ORDER XXIV. PITTOSPOREÆ.—THE PITTOSPORUM TRIBE.

The principal genera included in this order are Pittosporum, Billardiera and Sollya, all resinous shrubs, with alternate leaves without stipules, and the sepals and petals, each five in number, and laid over each other like scales in the bud. The seeds are numerous, and immersed in fibrous pulp. The commonest species of Pittosporum is P. Tobira, a native of China, easily known by its thick leathery leaves, the midribs of which are strongly marked, and whitish. The flowers are erect, and produced in cymes or heads; and the petals are united into a tube with a spreading limb. The capsule is one-celled, and two or three valved, with an imperfect dissepiment in the centre of each valve; and the seeds are numerous, and buried in a resinous fibrous pulp. The Billardieras are generally climbing shrubs, with pale greenish bell-shaped, and almost erect flowers, which are produced singly or in pairs, and which have the tips of their petals turned back. The fruit is a fleshy berry, with a shining skin of a deep blue, and it is called the Apple Berry in Australia, of which country the species are natives. This fruit is said to be eaten in Australia, but it seems difficult to imagine how this can be the case; as though the outer part of the berry is of a soft spongy nature, it is dry and insipid; and there is no internal pulp, for the seeds lie loose in the cells. In Sollya heterophylla the flowers are drooping, on long and very slender pedicels, and they are produced in cymes. The corolla is campanulate, with the tips of the petals not recurved, and the anthers are much shorter than in Billardiera. The fruit is a soft fleshy berry, divided into two cells, each containing two rows of seeds immersed in pulp, and when cut open, it smells strongly of turpentine. The plant generally called Sollya linearis has a dry and leathery pericardium; and for this reason and on account of the spreading of its anthers, it was placed by Mr. Cunningham in a new genus, which he called Cheiranthera.


ORDER XXV. FRANKENIACEÆ.—THE FRANKENIA TRIBE.

The genus Frankenia consists principally of the British weeds called Sea Heath; and the other genera included in the order are seldom seen in British gardens, from the seeds which have been imported seldom arriving in a state fit for vegetation.


ORDER XXVI.—CARYOPHYLLACEÆ—THE CARNATION TRIBE.

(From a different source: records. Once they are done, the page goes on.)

use crate::error::StorageError;
use crate::plan::{SnapshotOutcome, SnapshotPlan};
use crate::traits::{FederationStore, LinkDirection};

/// SQLite-backed implementation of [`FederationStore`].
pub struct SqliteStore {
    conn: Connection,
}

/// Raw proposal row before id/status parsing.
type ProposalRow = (
    String,
    i64,
    String,
    String,
    String,
    String,
    String,
    String,
    String,
    i64,
    Option<String>,
    Option<i64>,
    Option<String>,
);

impl SqliteStore {
    /// Opens (or creates) a SQLite database at `path`.
    pub fn new(path: &str) -> Result<Self, StorageError> {
        let conn = crate::schema::open_database(path)?;
        Ok(SqliteStore { conn })
    }

    /// Opens an in-memory SQLite database (for testing).
    pub fn in_memory() -> Result<Self, StorageError> {
        let conn = crate::schema::open_in_memory()?;
        Ok(SqliteStore { conn })
    }

    // -----------------------------------------------------------------------
    // Internal helpers
    // -----------------------------------------------------------------------

    fn parse_node_id(hex: &str) -> Result<NodeId, StorageError> {
        NodeId::parse_hex(hex).map_err(|_| StorageError::CorruptRecord {
            reason: format!("bad node id in database: '{hex}'"),
        })
    }

    fn parse_repo_status(s: &str) -> Result<RepoStatus, StorageError> {
        RepoStatus::parse(s).map_err(|_| StorageError::CorruptRecord {
            reason: format!("bad repository status in database: '{s}'"),
        })
    }

    fn parse_patch_status(s: &str) -> Result<PatchStatus, StorageError> {
        PatchStatus::parse(s).map_err(|_| StorageError::CorruptRecord {
            reason: format!("bad proposal status in database: '{s}'"),
        })
    }

    fn repo_from_parts(
        repo_id: i64,
        owner: String,
        repo: String,
        default_branch: String,
        status: String,
    ) -> Result<Repository, StorageError> {
        Ok(Repository {
            repo_id: RepoId(repo_id),
            owner,
            repo,
            default_branch,
            status: Self::parse_repo_status(&status)?,
        })
    }

    #[allow(clippy::too_many_arguments)]
    fn node_from_parts(
        node_id: String,
        repo_id: i64,
        file_path: String,
        name: String,
        kind: String,
        span_start: Option<u32>,
        span_end: Option<u32>,
        tombstoned: bool,
    ) -> Result<SymbolNode, StorageError> {
        let span = match (span_start, span_end) {
            (Some(start_line), Some(end_line)) => Some(Span {
                start_line,
                end_line,
            }),
            _ => None,
        };
        Ok(SymbolNode {
            node_id: Self::parse_node_id(&node_id)?,
            repo_id: RepoId(repo_id),
            file_path,
            name,
            kind,
            span,
            tombstoned,
        })
    }

    fn query_nodes(
        &self,
        sql: &str,
        params: &[&dyn rusqlite::ToSql],
    ) -> Result<Vec<SymbolNode>, StorageError> {
        let mut stmt = self.conn.prepare_cached(sql)?;
        let rows = stmt.query_map(params, |row| {
            Ok((
                row.get::<_, String>(0)?,
                row.get::<_, i64>(1)?,
                row.get::<_, String>(2)?,
                row.get::<_, String>(3)?,
                row.get::<_, String>(4)?,
                row.get::<_, Option<u32>>(5)?,
                row.get::<_, Option<u32>>(6)?,
                row.get::<_, bool>(7)?,
            ))
        })?;
        let mut nodes = Vec::new();
        for row in rows {
            let (node_id, repo_id, file_path, name, kind, span_start, span_end, tombstoned) = row?;
            nodes.push(Self::node_from_parts(
                node_id, repo_id, file_path, name, kind, span_start, span_end, tombstoned,
            )?);
        }
        Ok(nodes)
    }

    fn query_links(
        &self,
        sql: &str,
        params: &[&dyn rusqlite::ToSql],
    ) -> Result<Vec<CrossLink>, StorageError> {
        let mut stmt = self.conn.prepare_cached(sql)?;
        let rows = stmt.query_map(params, |row| {
            Ok((
                row.get::<_, String>(0)?,
                row.get::<_, String>(1)?,
                row.get::<_, String>(2)?,
                row.get::<_, f64>(3)?,
                row.get::<_, String>(4)?,
                row.get::<_, bool>(5)?,
            ))
        })?;
        let mut links = Vec::new();
        for row in rows {
            let (from, to, kind, weight, notes, retired) = row?;
            links.push(CrossLink {
                from: Self::parse_node_id(&from)?,
                to: Self::parse_node_id(&to)?,
                kind,
                weight,
                notes,
                retired,
            });
        }
        Ok(links)
    }

    fn query_pending(
        &self,
        sql: &str,
        params: &[&dyn rusqlite::ToSql],
    ) -> Result<Vec<PendingLink>, StorageError> {
        let mut stmt = self.conn.prepare_cached(sql)?;
        let rows = stmt.query_map(params, |row| {
            Ok((
                row.get::<_, String>(0)?,
                row.get::<_, String>(1)?,
                row.get::<_, String>(2)?,
                row.get::<_, String>(3)?,
                row.get::<_, Option<String>>(4)?,
                row.get::<_, String>(5)?,
                row.get::<_, f64>(6)?,
                row.get::<_, String>(7)?,
                row.get::<_, u32>(8)?,
                row.get::<_, bool>(9)?,
            ))
        })?;
        let mut links = Vec::new();
        for row in rows {
            let (from, target_owner, target_repo, target_symbol, hint, kind, weight, notes, attempts, resolved) =
                row?;
            links.push(PendingLink {
                from: Self::parse_node_id(&from)?,
                target_owner,
                target_repo,
                target_symbol,
                hint_path: hint,
                kind,
                weight,
                notes,
                attempts,
                resolved,
            });
        }
        Ok(links)
    }

    fn proposal_from_row(row: ProposalRow) -> Result<PatchProposal, StorageError> {
        let (
            patch_id,
            repo_id,
            owner,
            repo,
            file_path,
            targets_json,
            actor,
            status,
            conflicts_json,
            created_at,
            reviewed_by,
            decided_at,
            decided_by,
        ) = row;

        let target_hex: Vec<String> = serde_json::from_str(&targets_json)?;
        let mut target_node_ids = Vec::with_capacity(target_hex.len());
        for hex in &target_hex {
            target_node_ids.push(Self::parse_node_id(hex)?);
        }

        let conflict_strs: Vec<String> = serde_json::from_str(&conflicts_json)?;
        let mut conflicts_with = Vec::with_capacity(conflict_strs.len());
        for s in &conflict_strs {
            conflicts_with.push(PatchId::parse(s).map_err(|_| StorageError::CorruptRecord {
                reason: format!("bad patch id in conflicts_with: '{s}'"),
            })?);
        }

        Ok(PatchProposal {
            patch_id: PatchId::parse(&patch_id).map_err(|_| StorageError::CorruptRecord {
                reason: format!("bad patch id in database: '{patch_id}'"),
            })?,
            repo_id: RepoId(repo_id),
            owner,
            repo,
            file_path,
            target_node_ids,
            actor,
            status: Self::parse_patch_status(&status)?,
            conflicts_with,
            created_at,
            reviewed_by,
            decided_at,
            decided_by,
        })
    }

    fn query_proposals(
        &self,
        sql: &str,
        params: &[&dyn rusqlite::ToSql],
    ) -> Result<Vec<PatchProposal>, StorageError> {
        let mut stmt = self.conn.prepare_cached(sql)?;
        let rows = stmt.query_map(params, |row| {
            Ok((
                row.get::<_, String>(0)?,
                row.get::<_, i64>(1)?,
                row.get::<_, String>(2)?,
                row.get::<_, String>(3)?,
                row.get::<_, String>(4)?,
                row.get::<_, String>(5)?,
                row.get::<_, String>(6)?,
                row.get::<_, String>(7)?,
                row.get::<_, String>(8)?,
                row.get::<_, i64>(9)?,
                row.get::<_, Option<String>>(10)?,
                row.get::<_, Option<i64>>(11)?,
                row.get::<_, Option<String>>(12)?,
            ))
        })?;
        let mut proposals = Vec::new();
        for row in rows {
            proposals.push(Self::proposal_from_row(row?)?);
        }
        Ok(proposals)
    }

    fn targets_to_json(proposal: &PatchProposal) -> Result<(String, String), StorageError> {
        let targets: Vec<String> = proposal
            .target_node_ids
            .iter()
            .map(NodeId::to_hex)
            .collect();
        let conflicts: Vec<String> = proposal
            .conflicts_with
            .iter()
            .map(|id| id.to_string())
            .collect();
        Ok((
            serde_json::to_string(&targets)?,
            serde_json::to_string(&conflicts)?,
        ))
    }
}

The plants belonging to this order have so strong a family likeness to each other as to be easily recognised; and they are all distinguished botanically by the swollen joints of their stems, and their opposite undivided leaves, which are generally connate, that is united, and sheathing the stem. The order is divided into two sections, viz.: Sileneæ, in which the sepals are united into a tube, and which section includes the genera Silene, Dianthus, Saponaria, Lychnis, and Agrostemma; and Alsineæ, in which the sepals are either quite distinct, or only slightly cohering at the base, and which includes Stellaria, Arenaria, Cerastium, Spergula, and several other British weeds. The Chickweed was called by Linnæus Alsine media, but the genus Alsine is now united to Stellaria.